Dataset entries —
------------------------------

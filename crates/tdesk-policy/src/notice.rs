//! # Notice-Period Checker
//!
//! Decides whether a travel request violates the per-mode advance-notice
//! rules.
//!
//! ## Rule
//!
//! With `days_notice` = whole calendar days from today until the travel
//! date, a request violates iff a rule exists for its mode and
//! `days_notice < min_advance_days`. Exactly `min_advance_days` out passes.
//! Past-dated travel (negative `days_notice`) violates by the same
//! inequality — there is no special case.
//!
//! ## Fail-open
//!
//! A mode without a configured rule never violates. Missing inputs (no
//! mode, no date) are not evaluated at all and never violate. Contrast the
//! verification gate, which fails closed.

use chrono::NaiveDate;
use serde::{Deserialize, Serialize};

use tdesk_core::{days_until, TravelMode};
use tdesk_state::NoticeSnapshot;

use crate::config::NoticePolicySet;

/// The verdict of a notice-period evaluation.
#[derive(Debug, Clone, Copy, PartialEq, Eq, Serialize, Deserialize)]
#[serde(tag = "outcome", rename_all = "snake_case")]
pub enum NoticeOutcome {
    /// A rule exists and the request satisfies it.
    Compliant {
        /// Calendar days of notice given.
        days_notice: i64,
        /// The threshold that was satisfied.
        required_days: u32,
    },
    /// A rule exists and the request falls short of it.
    Violation {
        /// Calendar days of notice given (may be negative).
        days_notice: i64,
        /// The threshold that was missed.
        required_days: u32,
    },
    /// No rule for this mode, or inputs were missing. Never a violation.
    NotEvaluated,
}

impl NoticeOutcome {
    /// Whether this outcome is a violation.
    pub fn is_violation(&self) -> bool {
        matches!(self, Self::Violation { .. })
    }

    /// Freeze this outcome into the snapshot stored on the request.
    pub fn to_snapshot(self) -> NoticeSnapshot {
        match self {
            Self::Compliant {
                days_notice,
                required_days,
            } => NoticeSnapshot {
                flagged: false,
                days_notice: Some(days_notice),
                required_days: Some(required_days),
            },
            Self::Violation {
                days_notice,
                required_days,
            } => NoticeSnapshot {
                flagged: true,
                days_notice: Some(days_notice),
                required_days: Some(required_days),
            },
            Self::NotEvaluated => NoticeSnapshot::not_evaluated(),
        }
    }
}

/// Evaluate the notice rule for a mode and travel date.
///
/// `today` is passed explicitly so evaluation is a pure function — callers
/// own the clock.
pub fn evaluate(
    mode: TravelMode,
    date_of_travel: NaiveDate,
    today: NaiveDate,
    rules: &NoticePolicySet,
) -> NoticeOutcome {
    let Some(required_days) = rules.min_advance_days(mode) else {
        return NoticeOutcome::NotEvaluated;
    };

    let days_notice = days_until(date_of_travel, today);
    if days_notice < i64::from(required_days) {
        NoticeOutcome::Violation {
            days_notice,
            required_days,
        }
    } else {
        NoticeOutcome::Compliant {
            days_notice,
            required_days,
        }
    }
}

/// Evaluate with possibly missing inputs.
///
/// A submission form may not have both fields filled in yet; until it does,
/// nothing is evaluated and nothing violates.
pub fn evaluate_optional(
    mode: Option<TravelMode>,
    date_of_travel: Option<NaiveDate>,
    today: NaiveDate,
    rules: &NoticePolicySet,
) -> NoticeOutcome {
    match (mode, date_of_travel) {
        (Some(mode), Some(date)) => evaluate(mode, date, today, rules),
        _ => NoticeOutcome::NotEvaluated,
    }
}

/// Boolean form of [`evaluate`].
pub fn is_violation(
    mode: TravelMode,
    date_of_travel: NaiveDate,
    today: NaiveDate,
    rules: &NoticePolicySet,
) -> bool {
    evaluate(mode, date_of_travel, today, rules).is_violation()
}
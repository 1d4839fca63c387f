//! # tdesk-core — Foundational Types for the TDesk Stack
//!
//! This crate is the bedrock of the TDesk travel-request stack. It defines
//! the type-system primitives every other crate builds on. Every other crate
//! in the workspace depends on `tdesk-core`; it depends on nothing internal.
//!
//! ## Key Design Principles
//!
//! 1. **Newtype wrappers for domain primitives.** `UserId`, `RequestId`,
//!    `TemplateId` — UUID newtypes, valid by construction. No bare strings
//!    or raw UUIDs crossing crate boundaries.
//!
//! 2. **Single `TravelMode` enum.** One definition, four variants,
//!    exhaustive `match` everywhere. Adding a mode forces every consumer
//!    to handle it.
//!
//! 3. **Roles dispatch through a capability table.** `Role::can(Capability)`
//!    is the only authorization primitive — no scattered role equality
//!    checks in handlers or state machines.
//!
//! 4. **UTC-only timestamps.** The `Timestamp` type enforces UTC with Z
//!    suffix and seconds precision. Travel dates are calendar dates
//!    (`chrono::NaiveDate`) — notice-period arithmetic is whole calendar
//!    days by construction.
//!
//! ## Crate Policy
//!
//! - No dependencies on other `tdesk-*` crates (this is the leaf of the DAG).
//! - No `unsafe` code.
//! - No `panic!()` or `.unwrap()` outside tests.
//! - All public types derive `Debug`, `Clone`, and implement
//!   `Serialize`/`Deserialize`.

pub mod error;
pub mod identity;
pub mod role;
pub mod temporal;
pub mod travel;

// Re-export primary types for ergonomic imports.
pub use error::ValidationError;
pub use identity::{RequestId, TemplateId, UserId};
pub use role::{Capability, Role};
pub use temporal::{days_until, parse_date, Timestamp};
pub use travel::{TravelMode, TRAVEL_MODE_COUNT};
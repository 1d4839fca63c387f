//! # tdesk-policy — Travel Policy Evaluation
//!
//! The rule-dense heart of the travel desk. Two evaluators, one config:
//!
//! - **Notice-period checker** (`notice.rs`): given a travel mode, a travel
//!   date, and per-mode minimum-advance-day thresholds, decides pass/fail.
//!   Fail-open: a mode with no configured threshold, or missing inputs,
//!   never violates.
//!
//! - **Verification gate** (`gate.rs`): given a user's identity-document
//!   statuses and the policy toggles, decides whether the user is past the
//!   onboarding wall. Fail-closed: a missing document counts as not
//!   approved. Recomputed live on every call — lock state is never stored.
//!
//! ## Design
//!
//! [`PolicyConfig`] is an explicit value threaded through every evaluation.
//! There is no ambient or global configuration: callers own the config and
//! pass it in, which makes every evaluation a pure function and every test
//! a plain function call.
//!
//! Monetary amounts are integer minor units. No floats for money.

pub mod approval;
pub mod config;
pub mod gate;
pub mod notice;
pub mod submit;

pub use approval::auto_approvable;
pub use config::{NoticePolicy, NoticePolicySet, PolicyConfig};
pub use gate::{is_locked, GateStatus};
pub use notice::{evaluate, evaluate_optional, is_violation, NoticeOutcome};
pub use submit::submit_request;
//! Request middleware: traffic counters. Auth lives in [`crate::auth`].

pub mod stats;
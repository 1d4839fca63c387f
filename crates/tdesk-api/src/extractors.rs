//! # Body Extraction & Field Validation
//!
//! JSON body extraction plus per-field validation for request DTOs.
//! Validation collects every failing field in one pass, so a client
//! fixing a bad submission sees all problems at once instead of
//! resubmitting field by field. Issues surface as a 422 with the
//! field paths in the error `details`.

use axum::extract::rejection::JsonRejection;
use axum::Json;
use serde::{Deserialize, Serialize};

use crate::error::AppError;

/// One failing field in a request body.
#[derive(Debug, Clone, PartialEq, Eq, Serialize, Deserialize)]
pub struct FieldIssue {
    /// Field path in the request body, e.g. `"origin"`.
    pub field: &'static str,
    /// What is wrong with it.
    pub message: String,
}

impl FieldIssue {
    pub fn new(field: &'static str, message: impl Into<String>) -> Self {
        Self {
            field,
            message: message.into(),
        }
    }
}

impl std::fmt::Display for FieldIssue {
    fn fmt(&self, f: &mut std::fmt::Formatter<'_>) -> std::fmt::Result {
        write!(f, "{} {}", self.field, self.message)
    }
}

/// Per-field validation of a request DTO, run after deserialization.
///
/// Return every failing field; an empty vec means the body is good.
pub trait Validate {
    fn issues(&self) -> Vec<FieldIssue>;
}

/// A mandatory free-text field: whitespace-only counts as empty.
pub fn require_text(field: &'static str, value: &str) -> Option<FieldIssue> {
    if value.trim().is_empty() {
        Some(FieldIssue::new(field, "must not be empty"))
    } else {
        None
    }
}

/// A mandatory email field. Deliberately shallow: presence and an `@`,
/// nothing RFC-grade.
pub fn require_email(field: &'static str, value: &str) -> Option<FieldIssue> {
    if value.trim().is_empty() || !value.contains('@') {
        Some(FieldIssue::new(field, "must be a valid email address"))
    } else {
        None
    }
}

/// Extract a JSON body, mapping deserialization errors to
/// [`AppError::BadRequest`].
pub fn extract_json<T>(result: Result<Json<T>, JsonRejection>) -> Result<T, AppError> {
    result
        .map(|Json(v)| v)
        .map_err(|err| AppError::BadRequest(err.body_text()))
}

/// Extract a JSON body and run its [`Validate`] checks.
///
/// A malformed body is a 400; a well-formed body with failing fields is
/// a 422 carrying every [`FieldIssue`].
pub fn extract_validated_json<T: Validate>(
    result: Result<Json<T>, JsonRejection>,
) -> Result<T, AppError> {
    let value = extract_json(result)?;
    let issues = value.issues();
    if issues.is_empty() {
        Ok(value)
    } else {
        Err(AppError::Invalid(issues))
    }
}
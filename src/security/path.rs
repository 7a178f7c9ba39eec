use std::collections::VecDeque;
use std::ffi::OsString;
use std::io;
use std::path::{Component, Path, PathBuf};

/// Same bound the kernel uses before giving up with ELOOP.
const MAX_SYMLINK_HOPS: usize = 40;

enum Part {
    Root(PathBuf),
    Parent,
    Name(OsString),
}

/// Push the components of `path` onto the front of `queue`, preserving order.
fn enqueue(queue: &mut VecDeque<Part>, path: &Path) {
    let mut root = PathBuf::new();
    let mut parts = Vec::new();
    for component in path.components() {
        match component {
            Component::Prefix(_) | Component::RootDir => root.push(component.as_os_str()),
            Component::CurDir => {}
            Component::ParentDir => parts.push(Part::Parent),
            Component::Normal(name) => parts.push(Part::Name(name.to_os_string())),
        }
    }
    for part in parts.into_iter().rev() {
        queue.push_front(part);
    }
    if !root.as_os_str().is_empty() {
        queue.push_front(Part::Root(root));
    }
}

/// Resolve `path` to an absolute path with every symlink and `..` resolved.
///
/// Unlike `canonicalize()`, components that don't exist yet are kept as-is,
/// so a file about to be created still resolves. Dangling symlinks are
/// followed to their target, and `..` is applied after the preceding
/// component has been resolved, so `link/..` means the parent of the link
/// target and not the directory holding the link.
pub fn resolve_path(path: &Path) -> io::Result<PathBuf> {
    if path.as_os_str().is_empty() {
        return Err(io::Error::new(io::ErrorKind::InvalidInput, "empty path"));
    }
    let absolute = if path.is_absolute() {
        path.to_path_buf()
    } else {
        std::env::current_dir()?.join(path)
    };

    let mut queue = VecDeque::new();
    enqueue(&mut queue, &absolute);

    let mut resolved = PathBuf::new();
    let mut hops = 0;
    while let Some(part) = queue.pop_front() {
        match part {
            Part::Root(root) => resolved = root,
            Part::Parent => {
                resolved.pop();
            }
            Part::Name(name) => {
                let candidate = resolved.join(&name);
                match std::fs::symlink_metadata(&candidate) {
                    Ok(meta) if meta.file_type().is_symlink() => {
                        hops += 1;
                        if hops > MAX_SYMLINK_HOPS {
                            return Err(io::Error::new(
                                io::ErrorKind::InvalidInput,
                                format!("too many levels of symbolic links: {}", path.display()),
                            ));
                        }
                        // A relative target resolves against `resolved`, which
                        // still points at the link's parent directory.
                        let target = std::fs::read_link(&candidate)?;
                        enqueue(&mut queue, &target);
                    }
                    Ok(_) => resolved = candidate,
                    Err(e) if e.kind() == io::ErrorKind::NotFound => resolved = candidate,
                    Err(e) => return Err(e),
                }
            }
        }
    }

    Ok(resolved)
}

/// Check whether `path` resolves to a location inside `workspace`.
///
/// Both sides are resolved first, and the comparison is per path component,
/// so `/workspace` never contains `/workspace-other`. Any resolution error
/// counts as "outside".
pub fn validate_workspace_path(path: impl AsRef<Path>, workspace: &Path) -> bool {
    let path = path.as_ref();
    let root = match resolve_path(workspace) {
        Ok(root) => root,
        Err(e) => {
            tracing::debug!("cannot resolve workspace {}: {}", workspace.display(), e);
            return false;
        }
    };
    match resolve_path(path) {
        Ok(resolved) => resolved.starts_with(&root),
        Err(e) => {
            tracing::debug!("cannot resolve {}: {}", path.display(), e);
            false
        }
    }
}
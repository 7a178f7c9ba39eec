use serde::{Deserialize, Serialize};

/// Outcome of a single script execution.
///
/// Every execution path (blocked, timed out, spawn failure, normal exit)
/// produces one of these; the executor never returns an error to its caller.
#[derive(Debug, Clone, PartialEq, Serialize, Deserialize)]
pub struct ScriptResult {
    pub success: bool,
    pub output: String,
    pub error: Option<String>,
    pub return_code: i32,
    pub timed_out: bool,
    pub execution_time: f64,
}

impl ScriptResult {
    /// A request rejected before any process was spawned.
    pub fn rejected(message: impl Into<String>) -> Self {
        Self {
            success: false,
            output: String::new(),
            error: Some(message.into()),
            return_code: 0,
            timed_out: false,
            execution_time: 0.0,
        }
    }

    /// A failure in the orchestration layer itself (temp file, spawn, wait).
    pub fn failed(message: impl Into<String>, execution_time: f64) -> Self {
        Self {
            success: false,
            output: String::new(),
            error: Some(message.into()),
            return_code: -1,
            timed_out: false,
            execution_time,
        }
    }

    pub fn timed_out(message: impl Into<String>, output: String, execution_time: f64) -> Self {
        Self {
            success: false,
            output,
            error: Some(message.into()),
            return_code: -1,
            timed_out: true,
            execution_time,
        }
    }

    /// Classify a process that ran to exit.
    pub fn completed(return_code: i32, stdout: String, stderr: String, execution_time: f64) -> Self {
        let success = return_code == 0;
        let error = if !stderr.is_empty() {
            Some(stderr)
        } else if success {
            None
        } else {
            Some(format!("Process exited with code {}", return_code))
        };

        Self {
            success,
            output: stdout,
            error,
            return_code,
            timed_out: false,
            execution_time,
        }
    }
}

/// Truncate `text` to at most `cap` bytes, cutting on a char boundary.
pub fn cap_output(mut text: String, cap: usize) -> String {
    if text.len() <= cap {
        return text;
    }
    let mut end = cap;
    while end > 0 && !text.is_char_boundary(end) {
        end -= 1;
    }
    tracing::warn!(
        original_len = text.len(),
        cap,
        "output exceeded cap, truncating"
    );
    text.truncate(end);
    text
}
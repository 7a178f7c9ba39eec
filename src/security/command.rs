//! Dangerous-command blocklist for the shell runner.
//!
//! Commands are lower-cased and checked for known-dangerous substrings. The
//! same list is applied to a whitespace-collapsed copy of the command, to each
//! `&&`/`||`/`;` segment and to each `$(...)` or backtick subshell, and a
//! structural check catches `curl ... | sh`.
//!
//! This only raises the bar against naive misuse. Variable expansion,
//! encodings, or an alternate spelling of the same operation get through; it
//! is not a security boundary. Being substring based, it also over-matches
//! (`rm -rf /tmp/x` contains `rm -rf /`, `pseudo` contains `sudo`).

use thiserror::Error;

/// Lower-case substrings that cause a command to be refused.
pub const BLOCKED_PATTERNS: &[&str] = &[
    "rm -rf /",
    "rm -rf /*",
    "rm -fr /",
    "dd if=",
    "mkfs",
    ":(){ :|:& };:",
    ":(){ :|:&};:",
    ":(){:|:&};:",
    "chmod -r 777 /",
    "sudo",
    "su ",
    "curl | bash",
    "wget | bash",
    "curl | sh",
    "wget | sh",
    "> /dev/sd",
];

const DOWNLOADERS: &[&str] = &["curl", "wget"];
const SHELLS: &[&str] = &["sh", "bash", "zsh", "dash"];

#[derive(Debug, Clone, PartialEq, Eq, Error)]
#[error("Blocked dangerous command pattern: {pattern}")]
pub struct BlockedCommand {
    pub pattern: String,
}

impl BlockedCommand {
    fn new(pattern: impl Into<String>) -> Self {
        Self {
            pattern: pattern.into(),
        }
    }
}

/// Check a shell command against the blocklist.
pub fn check_command(command: &str) -> Result<(), BlockedCommand> {
    let lowered = command.to_lowercase();
    check_lowered(&lowered)
}

fn check_lowered(command: &str) -> Result<(), BlockedCommand> {
    let collapsed = collapse_whitespace(command);
    for candidate in [command, collapsed.as_str()] {
        if let Some(pattern) = BLOCKED_PATTERNS.iter().find(|p| candidate.contains(**p)) {
            return Err(BlockedCommand::new(*pattern));
        }
    }

    for part in split_shell_commands(command) {
        let part = collapse_whitespace(part);
        if part.is_empty() {
            continue;
        }
        if let Some(pattern) = BLOCKED_PATTERNS.iter().find(|p| part.contains(**p)) {
            return Err(BlockedCommand::new(*pattern));
        }
        check_pipe_to_shell(&part)?;
    }

    for inner in extract_subshell_commands(command) {
        check_lowered(&inner)?;
    }
    Ok(())
}

fn collapse_whitespace(s: &str) -> String {
    s.split_whitespace().collect::<Vec<_>>().join(" ")
}

fn base_name(token: &str) -> &str {
    token.rsplit('/').next().unwrap_or(token)
}

/// A download command piped straight into a shell, whatever its arguments.
fn check_pipe_to_shell(command: &str) -> Result<(), BlockedCommand> {
    if !command.contains('|') {
        return Ok(());
    }
    let segments: Vec<&str> = command.split('|').collect();
    for pair in segments.windows(2) {
        let source = pair[0].split_whitespace().next().map(base_name).unwrap_or("");
        let sink = pair[1].split_whitespace().next().map(base_name).unwrap_or("");
        if DOWNLOADERS.contains(&source) && SHELLS.contains(&sink) {
            return Err(BlockedCommand::new(format!("{} | {}", source, sink)));
        }
    }
    Ok(())
}

/// Split a command string on shell chain operators (`&&`, `||`, `;`).
/// Single `|` (pipe) is not a split point. Operators inside quotes are ignored.
fn split_shell_commands(command: &str) -> Vec<&str> {
    let mut parts = Vec::new();
    let mut start = 0;
    let bytes = command.as_bytes();
    let len = bytes.len();
    let mut i = 0;
    let mut in_single_quote = false;
    let mut in_double_quote = false;

    while i < len {
        if bytes[i] == b'\'' && !in_double_quote {
            in_single_quote = !in_single_quote;
            i += 1;
            continue;
        }
        if bytes[i] == b'"' && !in_single_quote {
            in_double_quote = !in_double_quote;
            i += 1;
            continue;
        }
        // e.g. `\;` in find -exec
        if bytes[i] == b'\\' && !in_single_quote && i + 1 < len {
            i += 2;
            continue;
        }

        if !in_single_quote && !in_double_quote {
            if bytes[i] == b';' || bytes[i] == b'\n' {
                parts.push(&command[start..i]);
                start = i + 1;
                i += 1;
                continue;
            }
            if i + 1 < len
                && ((bytes[i] == b'&' && bytes[i + 1] == b'&')
                    || (bytes[i] == b'|' && bytes[i + 1] == b'|'))
            {
                parts.push(&command[start..i]);
                start = i + 2;
                i += 2;
                continue;
            }
        }
        i += 1;
    }
    if start <= len {
        parts.push(&command[start..]);
    }
    parts
}

/// Extract commands from `$(...)` subshells and backtick expressions.
fn extract_subshell_commands(command: &str) -> Vec<String> {
    let mut results = Vec::new();
    let bytes = command.as_bytes();
    let len = bytes.len();
    let mut i = 0;

    while i < len {
        if i + 1 < len && bytes[i] == b'$' && bytes[i + 1] == b'(' {
            let start = i + 2;
            let mut depth = 1i32;
            let mut j = start;
            while j < len && depth > 0 {
                if j + 1 < len && bytes[j] == b'$' && bytes[j + 1] == b'(' {
                    depth += 1;
                    j += 2;
                    continue;
                }
                if bytes[j] == b')' {
                    depth -= 1;
                }
                if depth > 0 {
                    j += 1;
                }
            }
            if depth == 0 && start < j {
                results.push(command[start..j].to_string());
            }
            i = j + 1;
        } else {
            i += 1;
        }
    }

    let mut in_backtick = false;
    let mut bt_start = 0;
    for (idx, &b) in bytes.iter().enumerate() {
        if b == b'`' {
            if in_backtick {
                if bt_start < idx {
                    results.push(command[bt_start..idx].to_string());
                }
                in_backtick = false;
            } else {
                in_backtick = true;
                bt_start = idx + 1;
            }
        }
    }

    results
}
#[cfg(test)]
mod tests {
    use super::*;

    fn kinds(source: &str) -> Vec<TokenKind> {
        tokenize(source).unwrap().iter().map(|t| t.kind).collect()
    }

    fn names(source: &str) -> Vec<String> {
        tokenize(source)
            .unwrap()
            .into_iter()
            .filter(|t| t.kind == TokenKind::Name)
            .map(|t| t.text)
            .collect()
    }

    #[test]
    fn test_simple_statement() {
        use TokenKind::*;
        assert_eq!(
            kinds("print(\"hello\")"),
            vec![Name, Op, Str, Op, Newline]
        );
    }

    #[test]
    fn test_indent_and_dedent() {
        use TokenKind::*;
        let src = "if x:\n    y = 1\nz = 2\n";
        assert_eq!(
            kinds(src),
            vec![Name, Name, Op, Newline, Indent, Name, Op, Number, Newline, Dedent, Name, Op, Number, Newline]
        );
    }

    #[test]
    fn test_blank_and_comment_lines_ignored() {
        let src = "a = 1\n\n    # indented comment\n\nb = 2\n";
        let toks = tokenize(src).unwrap();
        assert!(toks.iter().all(|t| t.kind != TokenKind::Indent));
        assert_eq!(names(src), vec!["a", "b"]);
    }

    #[test]
    fn test_string_contents_are_not_names() {
        assert_eq!(names("x = 'import socket'"), vec!["x"]);
        assert_eq!(names("x = \"\"\"\nexec(1)\n\"\"\""), vec!["x"]);
    }

    #[test]
    fn test_names_are_nfkc_normalized() {
        assert_eq!(names("ｓｏｃｋｅｔ = ℌ"), vec!["socket", "H"]);
    }

    #[test]
    fn test_comments_are_not_names() {
        assert_eq!(names("x = 1  # eval(danger)"), vec!["x"]);
    }

    #[test]
    fn test_string_prefixes() {
        let toks = tokenize("a = rb'\\d' + f\"{b}\" + u'c'").unwrap();
        let strs: Vec<TokenKind> = toks
            .iter()
            .filter(|t| matches!(t.kind, TokenKind::Str | TokenKind::FStr))
            .map(|t| t.kind)
            .collect();
        assert_eq!(strs, vec![TokenKind::Str, TokenKind::FStr, TokenKind::Str]);
    }

    #[test]
    fn test_escaped_quote_in_string() {
        let toks = tokenize(r#"s = "say \"hi\"""#).unwrap();
        assert_eq!(toks[2].kind, TokenKind::Str);
        assert_eq!(toks[3].kind, TokenKind::Newline);
    }

    #[test]
    fn test_brackets_join_lines() {
        let src = "x = foo(\n    1,\n    2,\n)\n";
        let toks = tokenize(src).unwrap();
        assert_eq!(toks.iter().filter(|t| t.kind == TokenKind::Newline).count(), 1);
        assert!(toks.iter().all(|t| t.kind != TokenKind::Indent));
    }

    #[test]
    fn test_backslash_continuation() {
        let src = "x = 1 + \\\n    2\n";
        let toks = tokenize(src).unwrap();
        assert_eq!(toks.iter().filter(|t| t.kind == TokenKind::Newline).count(), 1);
    }

    #[test]
    fn test_multi_char_operators() {
        let toks = tokenize("a **= b // c -> d := e").unwrap();
        let ops: Vec<&str> = toks
            .iter()
            .filter(|t| t.kind == TokenKind::Op)
            .map(|t| t.text.as_str())
            .collect();
        assert_eq!(ops, vec!["**=", "//", "->", ":="]);
    }

    #[test]
    fn test_numbers() {
        let toks = tokenize("x = 1_000 + 0x1F + 3.5e-2 + .5 + 2j").unwrap();
        let nums: Vec<&str> = toks
            .iter()
            .filter(|t| t.kind == TokenKind::Number)
            .map(|t| t.text.as_str())
            .collect();
        assert_eq!(nums, vec!["1_000", "0x1F", "3.5e-2", ".5", "2j"]);
    }

    #[test]
    fn test_unclosed_paren() {
        let err = tokenize("def broken(").unwrap_err();
        assert!(err.message.contains("was never closed"));
        assert_eq!(err.line, 1);
    }

    #[test]
    fn test_unmatched_close() {
        let err = tokenize("x = 1)").unwrap_err();
        assert!(err.message.contains("unmatched ')'"));
    }

    #[test]
    fn test_mismatched_brackets() {
        let err = tokenize("x = [1, 2)").unwrap_err();
        assert!(err.message.contains("does not match"));
    }

    #[test]
    fn test_unterminated_string() {
        let err = tokenize("x = 'abc\ny = 2").unwrap_err();
        assert!(err.message.contains("unterminated string literal"));
    }

    #[test]
    fn test_unterminated_triple_string() {
        let err = tokenize("x = '''abc\ny = 2").unwrap_err();
        assert!(err.message.contains("unterminated triple-quoted"));
    }

    #[test]
    fn test_bad_dedent() {
        let err = tokenize("if x:\n        a = 1\n    b = 2\n").unwrap_err();
        assert!(err.message.contains("unindent"));
        assert_eq!(err.line, 3);
    }

    #[test]
    fn test_invalid_character() {
        let err = tokenize("x = 1 $ 2").unwrap_err();
        assert!(err.message.contains("invalid character"));
    }

    #[test]
    fn test_crlf_line_endings() {
        let toks = tokenize("a = 1\r\nb = 2\r\n").unwrap();
        assert_eq!(toks.iter().filter(|t| t.kind == TokenKind::Newline).count(), 2);
        assert_eq!(toks.last().unwrap().line, 2);
    }

    #[test]
    fn test_line_numbers() {
        let toks = tokenize("a = 1\n\nb = '''x\ny'''\nc = 3\n").unwrap();
        let c = toks.iter().find(|t| t.is_name("c")).unwrap();
        assert_eq!(c.line, 5);
    }
}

------------------------------

What to produce — Only the lines containing the string "inside" are needed; pull them out of the records.

Result of this task —
/// Check whether `path` resolves to a location inside `workspace`.
/// Single `|` (pipe) is not a split point. Operators inside quotes are ignored.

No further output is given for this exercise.